Should a line below contain the word "stdout", report it.

==================================================

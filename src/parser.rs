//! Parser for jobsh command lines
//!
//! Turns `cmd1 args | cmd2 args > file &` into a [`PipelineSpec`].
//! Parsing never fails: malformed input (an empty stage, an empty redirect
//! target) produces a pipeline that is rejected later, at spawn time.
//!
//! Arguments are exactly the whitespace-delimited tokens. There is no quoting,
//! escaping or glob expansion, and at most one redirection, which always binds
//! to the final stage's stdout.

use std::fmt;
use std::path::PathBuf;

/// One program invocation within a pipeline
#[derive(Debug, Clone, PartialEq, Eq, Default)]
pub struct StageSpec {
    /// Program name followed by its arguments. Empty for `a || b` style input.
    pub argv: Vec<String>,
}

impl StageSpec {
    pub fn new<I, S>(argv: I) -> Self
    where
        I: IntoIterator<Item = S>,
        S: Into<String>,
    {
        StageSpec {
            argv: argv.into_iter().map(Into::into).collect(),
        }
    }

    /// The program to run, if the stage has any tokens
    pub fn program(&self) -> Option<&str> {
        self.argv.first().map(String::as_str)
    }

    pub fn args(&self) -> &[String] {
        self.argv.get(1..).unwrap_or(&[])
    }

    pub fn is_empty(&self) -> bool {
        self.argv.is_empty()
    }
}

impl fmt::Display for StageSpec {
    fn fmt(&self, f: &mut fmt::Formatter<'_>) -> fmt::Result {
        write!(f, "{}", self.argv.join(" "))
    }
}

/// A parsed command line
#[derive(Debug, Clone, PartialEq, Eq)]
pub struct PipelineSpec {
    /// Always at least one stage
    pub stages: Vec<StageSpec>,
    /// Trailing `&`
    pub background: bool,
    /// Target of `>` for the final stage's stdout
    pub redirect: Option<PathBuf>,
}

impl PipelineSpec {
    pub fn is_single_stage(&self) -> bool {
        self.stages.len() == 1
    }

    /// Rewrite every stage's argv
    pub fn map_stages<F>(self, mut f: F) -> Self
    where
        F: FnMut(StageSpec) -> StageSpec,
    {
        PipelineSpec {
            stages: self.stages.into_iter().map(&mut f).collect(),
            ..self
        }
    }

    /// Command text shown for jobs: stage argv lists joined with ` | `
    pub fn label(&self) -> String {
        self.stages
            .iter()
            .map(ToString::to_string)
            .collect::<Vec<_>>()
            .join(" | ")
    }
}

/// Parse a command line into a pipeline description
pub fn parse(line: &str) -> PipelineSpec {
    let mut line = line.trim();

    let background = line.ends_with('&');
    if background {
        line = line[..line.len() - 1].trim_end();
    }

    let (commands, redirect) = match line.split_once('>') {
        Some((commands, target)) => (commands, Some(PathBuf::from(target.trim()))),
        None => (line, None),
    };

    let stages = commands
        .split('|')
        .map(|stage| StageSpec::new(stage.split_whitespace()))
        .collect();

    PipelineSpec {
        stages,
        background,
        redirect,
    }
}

==================================================

Task solution:
//! to the final stage's stdout.
    /// Target of `>` for the final stage's stdout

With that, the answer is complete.